Best Neighbourhood Enclaves 2013: Be a leader of the pack

Want to stake your claim to an enclave before it’s even built? Here are three possibilities.

Best Neighbourhood Enclaves 2013: Be a leader of the pack
(Image: courtesy of Minto)

Former CFB Rockcliffe
The Department of National Defence (DND) established a rifle range here in 1899. It gradually expanded to a 310-acre military base that DND declared surplus in 1984. On an east-end escarpment bounded by Rockcliffe and Aviation parkways, the National Research Council, and the Montfort Hospital, the site has been the subject of much discussion in the intervening years. The Canada Lands Company (CLC), a Crown corporation that now owns the land, held consultations in 2007, but work halted until a native land claim was resolved in 2011. Consultations restarted in 2012, and CLC hopes to submit a community design plan to the city in early 2014. If it’s approved, builders could start buying lots by 2016. Residents of surrounding communities are concerned that the proposed development — which might include up to 11,000 housing units — will create substantial traffic, and a new bridge over the Ottawa River might also throw a wrench in development plans. Stay tuned.

Lansdowne Park
You just may have heard one or two things about this development over the past few years. Minto plans to build two condo towers on the Bank Street edge of the controversial Glebe site: The Rideau beside the Rideau Canal and Frank Clair Stadium and Vibe at the corner of Bank and Holmwood. The units range in size from 582 to 1,292 square feet and are priced from $299,900 to $710,900. Possible tenants of the surrounding commercial development include Whole Foods, the LCBO, and an Empire Theatres complex.

LeBreton Flats
In development longer than many Ottawans have been alive — the federal government bulldozed the original working-class houses here in the 1960s — this site just west of Parliament Hill is slowly evolving into an LEED-certified neighbourhood.
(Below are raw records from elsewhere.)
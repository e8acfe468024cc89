//! Per-player rolling analytics
//!
//! Not load-bearing for correctness: nothing in the resolution path reads
//! these numbers back.

use ahash::AHashMap;
use serde::{Deserialize, Serialize};

use crate::core::types::{PlayerId, Rarity};
use crate::engine::outcome::RollResult;

/// Engagement accrual per newly-collected card
const NEW_CARD_ENGAGEMENT: f64 = 0.02;
/// Engagement accrual per pity-driven card
const PITY_ENGAGEMENT: f64 = 0.03;

/// Aggregate roll statistics for one player, session/profile lifetime
#[derive(Debug, Clone, Default, PartialEq, Serialize, Deserialize)]
pub struct RollStatistics {
    pub total_rolls: u64,
    histogram: [u64; Rarity::COUNT],
    /// Blended pity rate: `(old + this_roll_used_pity) / 2` per card. A
    /// crude exponential blend toward 0 or 1, kept as-is; a windowed average
    /// would change long-run behavior.
    pub pity_usage_rate: f64,
    /// In [0, 1], accrues on new/pity cards and never decays on its own
    pub engagement_score: f64,
}

impl RollStatistics {
    pub fn tier_count(&self, tier: Rarity) -> u64 {
        self.histogram[tier.rank()]
    }

    fn record_card(&mut self, tier: Rarity, used_pity: bool, is_new: bool) {
        self.total_rolls += 1;
        self.histogram[tier.rank()] += 1;
        self.pity_usage_rate = (self.pity_usage_rate + used_pity as u8 as f64) / 2.0;

        let mut bonus = 0.0;
        if is_new {
            bonus += NEW_CARD_ENGAGEMENT;
        }
        if used_pity {
            bonus += PITY_ENGAGEMENT;
        }
        self.engagement_score = (self.engagement_score + bonus).clamp(0.0, 1.0);
    }
}

/// Tracks statistics for every player the engine has served
#[derive(Debug, Default)]
pub struct RollStatisticsTracker {
    stats: AHashMap<PlayerId, RollStatistics>,
}

impl RollStatisticsTracker {
    pub fn new() -> Self {
        Self::default()
    }

    /// Fold a successful roll into the player's aggregates
    pub fn record(&mut self, player: PlayerId, result: &RollResult) {
        let stats = self.stats.entry(player).or_default();
        for card in &result.cards {
            stats.record_card(card.tier, card.is_pity_result, card.is_new);
        }
    }

    pub fn get(&self, player: PlayerId) -> Option<&RollStatistics> {
        self.stats.get(&player)
    }
}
Current National Capital Commission (NCC) plans call for a pedestrian-friendly area with 4,000 to 4,500 housing units, along with up to 215,000 square feet of retail, 968,000 square feet of office space, and lots of parkland. The ’hood will also have a light-rail station. Development in some areas is on hold while the NCC finishes cleaning up soil contaminated by old factories, fires, service stations, and snow dumps (that project is due to end later this year). Claridge-built condos on the east side of the neighbourhood are currently reselling for $219,000 to $1,190,000, and new apartments and townhouses are also available.